WORK TASK:
Set down the listing again, word for word.
"""
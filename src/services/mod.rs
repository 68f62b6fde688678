pub mod application_service;
pub mod audit_service;
pub mod communication_service;
pub mod cv_service;
pub mod dashboard_service;
pub mod email_service;
pub(crate) mod guard;
pub mod interview_service;
pub mod job_service;
pub mod matching_service;
pub mod notification_service;
pub mod skill_extraction;
pub mod sms_service;
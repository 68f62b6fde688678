mod common;

use applicant_tracking::dto::application_dto::{ApplyForJobPayload, JobApplicationView, UpdateStagePayload};
use applicant_tracking::dto::interview_dto::{CreateInterviewPayload, UpdateInterviewStatusPayload};
use applicant_tracking::dto::job_dto::CreateJobPayload;
use applicant_tracking::error::Error;
use applicant_tracking::models::application::ApplicationStage;
use applicant_tracking::models::interview::InterviewStatus;
use applicant_tracking::models::notification::{DeliveryChannel, NotificationType};
use applicant_tracking::models::user::User;
use applicant_tracking::repository::{ApplicationRepository, InterviewRepository};
use applicant_tracking::services::audit_service::AuditEntry;
use applicant_tracking::services::notification_service::OutboundMessage;
use chrono::{Duration, TimeZone, Utc};
use common::{Harness, RecordingChannel};

async fn applied(h: &Harness, admin: &User, candidate: &User) -> JobApplicationView {
    let job = h
        .state
        .job_service
        .create(
            admin.id,
            CreateJobPayload {
                company: "Acme".to_string(),
                title: "Platform Engineer".to_string(),
                description: "Keep the lights on.".to_string(),
                location: "Berlin".to_string(),
                employment_type: "Full-time".to_string(),
                experience_level: "Senior".to_string(),
                required_skills: vec!["docker".to_string(), "kubernetes".to_string()],
                salary_min: None,
                salary_max: None,
            },
        )
        .await
        .unwrap();
    h.state
        .application_service
        .apply(
            candidate.id,
            ApplyForJobPayload {
                job_posting_id: job.id,
                cv_profile_id: None,
                cover_letter: String::new(),
            },
        )
        .await
        .unwrap()
}

fn interview_payload(application_id: i64, notes: &str) -> CreateInterviewPayload {
    let start = Utc.with_ymd_and_hms(2026, 11, 2, 10, 0, 0).unwrap();
    CreateInterviewPayload {
        application_id,
        interview_type: String::new(),
        scheduled_start: start,
        scheduled_end: start + Duration::minutes(45),
        time_zone: "Europe/Berlin".to_string(),
        meeting_link_or_location: "https://meet.example/abc".to_string(),
        notes: notes.to_string(),
    }
}

#[tokio::test]
async fn end_before_start_is_rejected_without_writes() {
    let h = Harness::new();
    let admin = h.admin("Grace").await;
    let candidate = h.candidate("Ada").await;
    let application = applied(&h, &admin, &candidate).await;

    let mut payload = interview_payload(application.id, "");
    payload.scheduled_end = payload.scheduled_start;

    let err = h
        .state
        .interview_service
        .schedule(admin.id, payload)
        .await
        .unwrap_err();

    assert!(matches!(err, Error::InvalidSchedule));
    assert!(h.state.interview_service.for_admin(admin.id).await.unwrap().is_empty());
    let stored = h.store.find_application(application.id).await.unwrap().unwrap();
    assert_eq!(stored.stage, ApplicationStage::Applied);
}

#[tokio::test]
async fn scheduling_forces_stage_even_from_rejected() {
    let h = Harness::new();
    let admin = h.admin("Grace").await;
    let candidate = h.candidate("Ada").await;
    let application = applied(&h, &admin, &candidate).await;

    h.state
        .application_service
        .update_stage(
            admin.id,
            UpdateStagePayload {
                application_id: application.id,
                stage: "Rejected".to_string(),
            },
        )
        .await
        .unwrap();

    let view = h
        .state
        .interview_service
        .schedule(admin.id, interview_payload(application.id, "Bring portfolio"))
        .await
        .unwrap();

    assert_eq!(view.interview_type, "Screening");
    assert_eq!(view.time_zone, "Europe/Berlin");
    assert_eq!(view.status, InterviewStatus::Scheduled);
    assert_eq!(view.candidate_name, "Ada Candidate");
    assert_eq!(view.admin_name, "Grace Admin");

    let stored = h.store.find_application(application.id).await.unwrap().unwrap();
    assert_eq!(stored.stage, ApplicationStage::InterviewScheduled);

    let mine = h.state.interview_service.for_candidate(candidate.id).await.unwrap();
    assert_eq!(mine.len(), 1);

    let invite = h
        .state
        .notification_service
        .list(candidate.id)
        .await
        .unwrap()
        .into_iter()
        .find(|n| n.notification_type == NotificationType::InterviewScheduled)
        .expect("candidate invited");
    assert_eq!(invite.title, "Interview scheduled: Platform Engineer");
    let channels: Vec<_> = h
        .state
        .notification_service
        .deliveries(invite.id)
        .await
        .unwrap()
        .into_iter()
        .map(|d| d.channel)
        .collect();
    assert_eq!(channels.len(), 3);
    assert!(channels.contains(&DeliveryChannel::Sms));
}

#[tokio::test]
async fn scheduling_unknown_application_is_not_found() {
    let h = Harness::new();
    let admin = h.admin("Grace").await;

    let err = h
        .state
        .interview_service
        .schedule(admin.id, interview_payload(9_999, ""))
        .await
        .unwrap_err();

    assert!(matches!(err, Error::NotFound(_)));
}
"""
SOLVED EXERCISE:
filename src/services/mod.rs
repository 68f62b6fde688678
pub mod application_service;
pub mod audit_service;
pub mod communication_service;
pub mod cv_service;
pub mod dashboard_service;
pub mod email_service;
pub(crate) mod guard;
pub mod interview_service;
pub mod job_service;
pub mod matching_service;
pub mod notification_service;
pub mod skill_extraction;
pub mod sms_service;
repository 68f62b6fde688678
mod common;

use applicant_tracking::dto::application_dto::{ApplyForJobPayload, JobApplicationView, UpdateStagePayload};
use applicant_tracking::dto::interview_dto::{CreateInterviewPayload, UpdateInterviewStatusPayload};
use applicant_tracking::dto::job_dto::CreateJobPayload;
use applicant_tracking::error::Error;
use applicant_tracking::models::application::ApplicationStage;
use applicant_tracking::models::interview::InterviewStatus;
use applicant_tracking::models::notification::{DeliveryChannel, NotificationType};
use applicant_tracking::models::user::User;
use applicant_tracking::repository::{ApplicationRepository, InterviewRepository};
use applicant_tracking::services::audit_service::AuditEntry;
use applicant_tracking::services::notification_service::OutboundMessage;
use chrono::{Duration, TimeZone, Utc};
use common::{Harness, RecordingChannel};

async fn applied(h: &Harness, admin: &User, candidate: &User) -> JobApplicationView {
    let job = h
        .state
        .job_service
        .create(
            admin.id,
            CreateJobPayload {
                company: "Acme".to_string(),
                title: "Platform Engineer".to_string(),
                description: "Keep the lights on.".to_string(),
                location: "Berlin".to_string(),
                employment_type: "Full-time".to_string(),
                experience_level: "Senior".to_string(),
                required_skills: vec!["docker".to_string(), "kubernetes".to_string()],
                salary_min: None,
                salary_max: None,
            },
        )
        .await
        .unwrap();
    h.state
        .application_service
        .apply(
            candidate.id,
            ApplyForJobPayload {
                job_posting_id: job.id,
                cv_profile_id: None,
                cover_letter: String::new(),
            },
        )
        .await
        .unwrap()
}

fn interview_payload(application_id: i64, notes: &str) -> CreateInterviewPayload {
    let start = Utc.with_ymd_and_hms(2026, 11, 2, 10, 0, 0).unwrap();
    CreateInterviewPayload {
        application_id,
        interview_type: String::new(),
        scheduled_start: start,
        scheduled_end: start + Duration::minutes(45),
        time_zone: "Europe/Berlin".to_string(),
        meeting_link_or_location: "https://meet.example/abc".to_string(),
        notes: notes.to_string(),
    }
}

#[tokio::test]
async fn end_before_start_is_rejected_without_writes() {
    let h = Harness::new();
    let admin = h.admin("Grace").await;
    let candidate = h.candidate("Ada").await;
    let application = applied(&h, &admin, &candidate).await;

    let mut payload = interview_payload(application.id, "");
    payload.scheduled_end = payload.scheduled_start;

    let err = h
        .state
        .interview_service
        .schedule(admin.id, payload)
        .await
        .unwrap_err();

    assert!(matches!(err, Error::InvalidSchedule));
    assert!(h.state.interview_service.for_admin(admin.id).await.unwrap().is_empty());
    let stored = h.store.find_application(application.id).await.unwrap().unwrap();
    assert_eq!(stored.stage, ApplicationStage::Applied);
}

#[tokio::test]
async fn scheduling_forces_stage_even_from_rejected() {
    let h = Harness::new();
    let admin = h.admin("Grace").await;
    let candidate = h.candidate("Ada").await;
    let application = applied(&h, &admin, &candidate).await;

    h.state
        .application_service
        .update_stage(
            admin.id,
            UpdateStagePayload {
                application_id: application.id,
                stage: "Rejected".to_string(),
            },
        )
        .await
        .unwrap();

    let view = h
        .state
        .interview_service
        .schedule(admin.id, interview_payload(application.id, "Bring portfolio"))
        .await
        .unwrap();

    assert_eq!(view.interview_type, "Screening");
    assert_eq!(view.time_zone, "Europe/Berlin");
    assert_eq!(view.status, InterviewStatus::Scheduled);
    assert_eq!(view.candidate_name, "Ada Candidate");
    assert_eq!(view.admin_name, "Grace Admin");

    let stored = h.store.find_application(application.id).await.unwrap().unwrap();
    assert_eq!(stored.stage, ApplicationStage::InterviewScheduled);

    let mine = h.state.interview_service.for_candidate(candidate.id).await.unwrap();
    assert_eq!(mine.len(), 1);

    let invite = h
        .state
        .notification_service
        .list(candidate.id)
        .await
        .unwrap()
        .into_iter()
        .find(|n| n.notification_type == NotificationType::InterviewScheduled)
        .expect("candidate invited");
    assert_eq!(invite.title, "Interview scheduled: Platform Engineer");
    let channels: Vec<_> = h
        .state
        .notification_service
        .deliveries(invite.id)
        .await
        .unwrap()
        .into_iter()
        .map(|d| d.channel)
        .collect();
    assert_eq!(channels.len(), 3);
    assert!(channels.contains(&DeliveryChannel::Sms));
}

#[tokio::test]
async fn scheduling_unknown_application_is_not_found() {
    let h = Harness::new();
    let admin = h.admin("Grace").await;

    let err = h
        .state
        .interview_service
        .schedule(admin.id, interview_payload(9_999, ""))
        .await
        .unwrap_err();

    assert!(matches!(err, Error::NotFound(_)));
}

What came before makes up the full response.